• _Work instruction_
Give the data again exactly, stopping after the "assert_eq!(treap.min(), Some(&expected[0]));" line.

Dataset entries

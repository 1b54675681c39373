use rand::{Rng, SeedableRng, XorShiftRng};
use streamsort::treap::{DuplicatePolicy, Treap};

#[test]
fn int_test_treap_against_sorted_vec() {
    let mut rng: XorShiftRng = SeedableRng::from_seed([1, 1, 1, 1]);
    let mut treap = Treap::new();
    let mut expected = Vec::new();
    for _ in 0..100_000 {
        let key = rng.gen::<u16>();
        treap.insert(key);
        expected.push(key);
    }

    expected.sort();

    assert_eq!(treap.len(), expected.len());
    assert_eq!(treap.min(), Some(&expected[0]));
    assert_eq!(treap.max(), Some(&expected[expected.len() - 1]));
    assert_eq!(treap.iter().cloned().collect::<Vec<u16>>(), expected);

    let mut expected_len = expected.len();
    for key in &expected {
        assert_eq!(treap.remove(key), Some(*key));
        expected_len -= 1;
        assert_eq!(treap.len(), expected_len);
    }

    assert!(treap.is_empty());
    assert_eq!(treap.remove(&0), None);
}

#[test]
fn int_test_interleaved_inserts_and_removes() {
    let mut rng: XorShiftRng = SeedableRng::from_seed([2, 2, 2, 2]);
    let mut treap = Treap::new();
    let mut live: Vec<u16> = Vec::new();

    for round in 0..10_000 {
        if round % 4 == 0 && !live.is_empty() {
            let target = live.swap_remove(rng.gen::<usize>() % live.len());
            assert_eq!(treap.remove(&target), Some(target));
        } else {
            let key = rng.gen::<u16>() % 512;
            treap.insert(key);
            live.push(key);
        }
        assert_eq!(treap.len(), live.len());
    }

    let mut expected = live;
    expected.sort();
    assert_eq!(treap.iter().cloned().collect::<Vec<u16>>(), expected);
}

#[test]
fn int_test_ascending_inserts_then_remove() {
    let mut treap = Treap::new();
    for key in 0..20 {
        treap.insert(key);
    }
    assert_eq!(
        treap.iter().cloned().collect::<Vec<u32>>(),
        (0..20).collect::<Vec<u32>>(),
    );

    assert_eq!(treap.remove(&10), Some(10));
    let mut expected: Vec<u32> = (0..20).collect();
    expected.retain(|&key| key != 10);
    assert_eq!(treap.iter().cloned().collect::<Vec<u32>>(), expected);
    assert_eq!(treap.remove(&10), None);
}

#[test]
fn int_test_replace_policy_keeps_one_occurrence() {
    let mut treap = Treap::with_policy(DuplicatePolicy::Replace);
    for _ in 0..100 {
        treap.insert(7);
    }
    assert_eq!(treap.len(), 1);
    assert_eq!(treap.iter().collect::<Vec<&u32>>(), vec![&7]);
}

// With priorities drawn independently per node, the height of the tree stays logarithmic with
// high probability. The bound of 4 * log2(n) sits far above the expected constant, so a failure
// here indicates broken rebalancing rather than bad luck.
#[test]
fn int_test_expected_height_stays_logarithmic() {
    let n: usize = 10_000;
    let limit = (4.0 * (n as f64).log2()).ceil() as usize;

    for trial in 0..100u32 {
        let seed = trial + 1;
        let mut rng: XorShiftRng = SeedableRng::from_seed([seed, seed + 1, seed + 2, seed + 3]);
        let mut keys: Vec<u32> = (0..n as u32).collect();
        rng.shuffle(&mut keys);

        let priority_rng: XorShiftRng =
            SeedableRng::from_seed([seed + 4, seed + 5, seed + 6, seed + 7]);
        let mut treap = Treap::with_rng(priority_rng);
        for key in keys {
            treap.insert(key);
        }

        assert_eq!(treap.len(), n);
        assert!(
            treap.height() <= limit,
            "trial {}: height {} exceeded {}",
            trial,
            treap.height(),
            limit,
        );
    }
}
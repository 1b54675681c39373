//! Probabilistic binary search tree where each node also maintains the min-heap invariant on a
//! randomly assigned priority.

mod node;
mod set;
mod tree;

pub use self::set::{DuplicatePolicy, IntoIter, Iter, Treap};
//! Streaming-friendly sorting built on a binary min-heap and a randomized treap.
//!
//! Both sorting mechanisms interleave ingestion with result production instead of collecting the
//! whole input before emitting anything: [`sort::heap_sort`] makes the smallest results available
//! after a single pass of pushes, and [`sort::TreapSort`] keeps everything received so far in
//! order while elements trickle in. The structures underneath are exposed directly as
//! [`heap::MinHeap`] and [`treap::Treap`].
//!
//! All operations are synchronous, non-blocking, and complete in expected logarithmic time.
//! Sharing a structure across threads is the caller's responsibility: wrap it in a `Mutex`, or
//! feed a privately owned sorter through a channel.

mod error;

pub mod heap;
pub mod sort;
pub mod treap;

pub use self::error::HeapError;
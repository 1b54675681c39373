use crate::treap::node::Node;
use crate::treap::set::DuplicatePolicy;
use std::cmp::Ordering;
use std::mem;

pub type Tree<T> = Option<Box<Node<T>>>;

enum RemovalCase {
    Splice,
    RotateLeft,
    RotateRight,
}

fn heap_order_violated<T>(child: &Tree<T>, parent_priority: u32) -> bool {
    match child {
        Some(ref child_node) => child_node.priority < parent_priority,
        None => false,
    }
}

pub fn insert<T>(tree: &mut Tree<T>, new_node: Node<T>, policy: DuplicatePolicy) -> Option<T>
where
    T: Ord,
{
    match *tree {
        Some(ref mut node) => match new_node.key.cmp(&node.key) {
            Ordering::Less => {
                let ret = insert(&mut node.left, new_node, policy);
                if heap_order_violated(&node.left, node.priority) {
                    node.rotate_right();
                }
                ret
            },
            Ordering::Greater => {
                let ret = insert(&mut node.right, new_node, policy);
                if heap_order_violated(&node.right, node.priority) {
                    node.rotate_left();
                }
                ret
            },
            Ordering::Equal => match policy {
                // Equal keys descend right so they traverse in insertion order.
                DuplicatePolicy::Allow => {
                    let ret = insert(&mut node.right, new_node, policy);
                    if heap_order_violated(&node.right, node.priority) {
                        node.rotate_left();
                    }
                    ret
                },
                DuplicatePolicy::Replace => Some(mem::replace(&mut node.key, new_node.key)),
                DuplicatePolicy::Ignore => Some(new_node.key),
            },
        },
        None => {
            *tree = Some(Box::new(new_node));
            None
        },
    }
}

fn removal_case<T>(tree: &Tree<T>) -> Option<RemovalCase> {
    tree.as_ref().map(|node| match (&node.left, &node.right) {
        (&Some(ref left_node), &Some(ref right_node)) => {
            if left_node.priority < right_node.priority {
                RemovalCase::RotateRight
            } else {
                RemovalCase::RotateLeft
            }
        },
        _ => RemovalCase::Splice,
    })
}

// Sinks the root of `tree` below the child with the smaller priority until at most one child
// remains, then replaces it with that child.
fn rotate_down<T>(tree: &mut Tree<T>) -> Option<T> {
    removal_case(tree).and_then(|case| match case {
        RemovalCase::RotateRight => tree.as_mut().and_then(|node| {
            node.rotate_right();
            rotate_down(&mut node.right)
        }),
        RemovalCase::RotateLeft => tree.as_mut().and_then(|node| {
            node.rotate_left();
            rotate_down(&mut node.left)
        }),
        RemovalCase::Splice => tree.take().map(|node| {
            let Node { key, left, right, .. } = *node;
            *tree = left.or(right);
            key
        }),
    })
}

pub fn remove<T>(tree: &mut Tree<T>, key: &T) -> Option<T>
where
    T: Ord,
{
    let ordering = match tree.as_ref() {
        Some(node) => key.cmp(&node.key),
        None => return None,
    };
    match ordering {
        Ordering::Less => tree.as_mut().and_then(|node| remove(&mut node.left, key)),
        Ordering::Greater => tree.as_mut().and_then(|node| remove(&mut node.right, key)),
        Ordering::Equal => rotate_down(tree),
    }
}

pub fn contains<T>(tree: &Tree<T>, key: &T) -> bool
where
    T: Ord,
{
    match *tree {
        Some(ref node) => match key.cmp(&node.key) {
            Ordering::Less => contains(&node.left, key),
            Ordering::Greater => contains(&node.right, key),
            Ordering::Equal => true,
        },
        None => false,
    }
}

pub fn min<T>(tree: &Tree<T>) -> Option<&T> {
    tree.as_ref().map(|node| {
        let mut curr = node;
        while let Some(ref left_node) = curr.left {
            curr = left_node;
        }
        &curr.key
    })
}

pub fn max<T>(tree: &Tree<T>) -> Option<&T> {
    tree.as_ref().map(|node| {
        let mut curr = node;
        while let Some(ref right_node) = curr.right {
            curr = right_node;
        }
        &curr.key
    })
}

pub fn height<T>(tree: &Tree<T>) -> usize {
    match *tree {
        Some(ref node) => 1 + height(&node.left).max(height(&node.right)),
        None => 0,
    }
}
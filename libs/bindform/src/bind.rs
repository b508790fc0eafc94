use crate::convert::convert;
use crate::error::BindError;
use crate::field::Form;
use crate::source::{RequestValues, Source};

/// Bind every field of `record` from `source`, in declaration order.
///
/// Stops at the first field that fails to convert. Fields bound before it
/// keep their new values; it and every later field keep their old ones.
pub fn bind<S, F>(source: &S, record: &mut F) -> Result<(), BindError>
where
    S: Source + ?Sized,
    F: Form + ?Sized,
{
    for descriptor in record.descriptors() {
        let raw = source.value(descriptor.key);
        tracing::trace!(
            key = descriptor.key,
            kind = ?descriptor.slot.kind(),
            empty = raw.is_empty(),
            "binding field"
        );
        convert(descriptor.slot, raw).map_err(|e| BindError::new(descriptor.key, e))?;
    }
    Ok(())
}

/// Bind from body values, falling back to the query string per key.
pub fn bind_form<F: Form + ?Sized>(values: &RequestValues, record: &mut F) -> Result<(), BindError> {
    bind(&values.combined(), record)
}

/// Bind from submitted body values only.
pub fn bind_post_form<F: Form + ?Sized>(values: &RequestValues, record: &mut F) -> Result<(), BindError> {
    bind(&values.body_only(), record)
}
use std::fmt;

/// Bit width of an integer field.
#[derive(Debug, Clone, Copy, PartialEq, Eq, Hash)]
pub enum IntWidth {
    W8,
    W16,
    W32,
    W64,
    /// Pointer-sized (`isize` / `usize`).
    Size,
}

/// Bit width of a floating point field.
#[derive(Debug, Clone, Copy, PartialEq, Eq, Hash)]
pub enum FloatWidth {
    W32,
    W64,
}

/// Semantic kind of a bindable field.
///
/// The set is closed: every kind has exactly one conversion rule in
/// [`crate::convert`].
#[derive(Debug, Clone, Copy, PartialEq, Eq, Hash)]
pub enum FieldKind {
    Bool,
    Int(IntWidth),
    UInt(IntWidth),
    Float(FloatWidth),
    Text,
}

impl FieldKind {
    /// Resolve a declared type name into a kind.
    ///
    /// Accepts Rust primitive names (`i32`, `u8`, `f64`, `String`, ...) and a
    /// few config-friendly aliases (`int`, `uint`, `float`, `text`, ...).
    /// Aliases without an explicit width map to 64 bits.
    pub fn from_type_name(name: &str) -> Option<Self> {
        let kind = match name {
            "bool" | "boolean" => Self::Bool,
            "i8" => Self::Int(IntWidth::W8),
            "i16" => Self::Int(IntWidth::W16),
            "i32" => Self::Int(IntWidth::W32),
            "i64" | "int" | "integer" => Self::Int(IntWidth::W64),
            "isize" => Self::Int(IntWidth::Size),
            "u8" => Self::UInt(IntWidth::W8),
            "u16" => Self::UInt(IntWidth::W16),
            "u32" => Self::UInt(IntWidth::W32),
            "u64" | "uint" => Self::UInt(IntWidth::W64),
            "usize" => Self::UInt(IntWidth::Size),
            "f32" => Self::Float(FloatWidth::W32),
            "f64" | "float" | "double" => Self::Float(FloatWidth::W64),
            "String" | "string" | "str" | "text" => Self::Text,
            _ => return None,
        };
        Some(kind)
    }

    /// Rust type name of the field storage for this kind.
    pub fn type_name(self) -> &'static str {
        match self {
            Self::Bool => "bool",
            Self::Int(IntWidth::W8) => "i8",
            Self::Int(IntWidth::W16) => "i16",
            Self::Int(IntWidth::W32) => "i32",
            Self::Int(IntWidth::W64) => "i64",
            Self::Int(IntWidth::Size) => "isize",
            Self::UInt(IntWidth::W8) => "u8",
            Self::UInt(IntWidth::W16) => "u16",
            Self::UInt(IntWidth::W32) => "u32",
            Self::UInt(IntWidth::W64) => "u64",
            Self::UInt(IntWidth::Size) => "usize",
            Self::Float(FloatWidth::W32) => "f32",
            Self::Float(FloatWidth::W64) => "f64",
            Self::Text => "String",
        }
    }
}

impl fmt::Display for FieldKind {
    fn fmt(&self, f: &mut fmt::Formatter<'_>) -> fmt::Result {
        f.write_str(self.type_name())
    }
}
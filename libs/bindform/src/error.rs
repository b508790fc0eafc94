use std::num::{ParseFloatError, ParseIntError};

use crate::kind::FieldKind;

/// Failure to convert one raw value into one field.
#[derive(Debug, Clone, PartialEq, thiserror::Error)]
pub enum ConvertError {
    #[error("unsupported kind '{type_name}'")]
    UnsupportedKind { type_name: String },

    #[error("invalid boolean {value:?}")]
    InvalidBool { value: String },

    #[error("invalid integer {value:?}: {source}")]
    Int { value: String, source: ParseIntError },

    #[error("value {value:?} out of range for {kind}")]
    OutOfRange { value: String, kind: FieldKind },

    #[error("invalid float {value:?}: {source}")]
    Float { value: String, source: ParseFloatError },

    #[error("float {value:?} out of range")]
    FloatRange { value: String },
}

impl ConvertError {
    pub fn is_unsupported_kind(&self) -> bool {
        matches!(self, Self::UnsupportedKind { .. })
    }
}

/// Binding stopped at the field with external key `key`.
#[derive(Debug, Clone, PartialEq, thiserror::Error)]
#[error("field '{key}': {source}")]
pub struct BindError {
    key: String,
    source: ConvertError,
}

impl BindError {
    pub fn new(key: impl Into<String>, source: ConvertError) -> Self {
        Self { key: key.into(), source }
    }

    /// External key of the failing field.
    pub fn key(&self) -> &str {
        &self.key
    }

    pub fn cause(&self) -> &ConvertError {
        &self.source
    }

    pub fn into_cause(self) -> ConvertError {
        self.source
    }
}
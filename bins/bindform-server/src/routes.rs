use std::collections::HashMap;
use std::sync::Arc;

use axum::extract::{Path, State};
use axum::http::StatusCode;
use axum::response::{IntoResponse, Response};
use axum::routing::{get, post};
use axum::{Json, Router};

use bindform::{bind, DynamicForm, Form, FormSchema};
use bindform_axum::{BindPostForm, BindRejection, FormInput};

use crate::config::SourceKind;

/// A config-declared form, resolved once at startup.
#[derive(Debug)]
pub struct FormEntry {
    pub schema: Arc<FormSchema>,
    pub source: SourceKind,
}

#[derive(Clone)]
pub struct AppState {
    pub forms: Arc<HashMap<String, FormEntry>>,
}

pub fn router(state: AppState) -> Router {
    Router::new()
        .route("/forms/{name}", get(handle_bind_form).post(handle_bind_form))
        .route("/contact", post(handle_contact))
        .with_state(state)
}

// ═══════════════════════════════════════════════════════════════
//  GET|POST /forms/{name}
// ═══════════════════════════════════════════════════════════════

pub(crate) async fn handle_bind_form(
    State(state): State<AppState>,
    Path(name): Path<String>,
    FormInput(values): FormInput,
) -> Response {
    let Some(entry) = state.forms.get(&name) else {
        return (StatusCode::NOT_FOUND, format!("form '{name}' not found")).into_response();
    };

    let mut form = DynamicForm::new(entry.schema.clone());
    let result = match entry.source {
        SourceKind::Combined => bind(&values.combined(), &mut form),
        SourceKind::Body => bind(&values.body_only(), &mut form),
    };

    match result {
        Ok(()) => {
            tracing::debug!(form = %name, "bound form");
            Json(form).into_response()
        }
        Err(e) => BindRejection::from(e).into_response(),
    }
}

// ═══════════════════════════════════════════════════════════════
//  POST /contact
// ═══════════════════════════════════════════════════════════════

#[derive(Debug, Default, Form, serde::Serialize)]
pub(crate) struct ContactForm {
    #[form("name")]
    name: String,
    #[form("email")]
    email: String,
    #[form("message")]
    message: String,
}

pub(crate) async fn handle_contact(BindPostForm(form): BindPostForm<ContactForm>) -> Json<ContactForm> {
    tracing::info!(name = %form.name, email = %form.email, "contact form received");
    Json(form)
}
use std::path::Path;

use crate::config::ServerConfig;
use crate::error::ServerError;

pub fn run(config_path: &Path) -> Result<(), ServerError> {
    let config = ServerConfig::from_file(config_path)?;
    let summary = summarize(&config)?;
    for line in &summary.lines {
        println!("{line}");
    }
    if summary.unbindable > 0 {
        return Err(ServerError::Config {
            context: "check",
            detail: format!("{} field(s) with a type that cannot be bound", summary.unbindable),
        });
    }
    Ok(())
}

struct Summary {
    lines: Vec<String>,
    unbindable: usize,
}

/// One line per form (sorted by name), followed by one line per field
/// whose type cannot be bound.
fn summarize(config: &ServerConfig) -> Result<Summary, ServerError> {
    let forms = config.resolve_forms()?;
    let mut names: Vec<_> = forms.keys().collect();
    names.sort();

    let mut summary = Summary { lines: Vec::new(), unbindable: 0 };
    for name in names {
        let entry = &forms[name];
        summary.lines.push(format!(
            "{name}: {} field(s), source {:?}",
            entry.schema.fields.len(),
            entry.source
        ));
        for spec in entry.schema.unsupported_fields() {
            summary.unbindable += 1;
            summary.lines.push(format!("  {}: unsupported type '{}'", spec.name, spec.type_name));
        }
    }
    Ok(summary)
}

• _The answer_
repository 1b54675681c39373
use rand::{Rng, SeedableRng, XorShiftRng};
use streamsort::treap::{DuplicatePolicy, Treap};

#[test]
fn int_test_treap_against_sorted_vec() {
    let mut rng: XorShiftRng = SeedableRng::from_seed([1, 1, 1, 1]);
    let mut treap = Treap::new();
    let mut expected = Vec::new();
    for _ in 0..100_000 {
        let key = rng.gen::<u16>();
        treap.insert(key);
        expected.push(key);
    }

    expected.sort();

    assert_eq!(treap.len(), expected.len());
    assert_eq!(treap.min(), Some(&expected[0]));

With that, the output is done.